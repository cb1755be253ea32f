use url::Url;

/// 将站内链接补全为绝对地址
///
/// 支持协议相对 (`//host/path`)、站内相对与绝对三种写法；无法拼接时原样返回。
pub fn to_absolute_url(base: &Url, href: &str) -> String {
    let href = href.trim();
    if href.is_empty() {
        return String::new();
    }

    if let Some(path_without_slashes) = href.strip_prefix("//") {
        return format!("{}://{}", base.scheme(), path_without_slashes);
    }

    if href.starts_with("http://") || href.starts_with("https://") {
        return href.to_string();
    }

    base.join(href)
        .map(|u| u.to_string())
        .unwrap_or_else(|_| href.to_string())
}

/// 根据文件头猜测图片扩展名
pub fn image_extension(data: &[u8]) -> &'static str {
    match data {
        [0xFF, 0xD8, 0xFF, ..] => "jpg",
        [0x89, b'P', b'N', b'G', ..] => "png",
        [b'G', b'I', b'F', b'8', ..] => "gif",
        [b'R', b'I', b'F', b'F', _, _, _, _, b'W', b'E', b'B', b'P', ..] => "webp",
        _ => "bin",
    }
}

※ ※ ※

▸ **TASK DETAILS**
Copy out the full material exactly as it appears.

▸ **EXPECTED OUTPUT**
repository cb1755be253ea32f
use url::Url;

/// 将站内链接补全为绝对地址
///
/// 支持协议相对 (`//host/path`)、站内相对与绝对三种写法；无法拼接时原样返回。
pub fn to_absolute_url(base: &Url, href: &str) -> String {
    let href = href.trim();
    if href.is_empty() {
        return String::new();
    }

    if let Some(path_without_slashes) = href.strip_prefix("//") {
        return format!("{}://{}", base.scheme(), path_without_slashes);
    }

    if href.starts_with("http://") || href.starts_with("https://") {
        return href.to_string();
    }

    base.join(href)
        .map(|u| u.to_string())
        .unwrap_or_else(|_| href.to_string())
}

/// 根据文件头猜测图片扩展名
pub fn image_extension(data: &[u8]) -> &'static str {
    match data {
        [0xFF, 0xD8, 0xFF, ..] => "jpg",
        [0x89, b'P', b'N', b'G', ..] => "png",
        [b'G', b'I', b'F', b'8', ..] => "gif",
        [b'R', b'I', b'F', b'F', _, _, _, _, b'W', b'E', b'B', b'P', ..] => "webp",
        _ => "bin",
    }
}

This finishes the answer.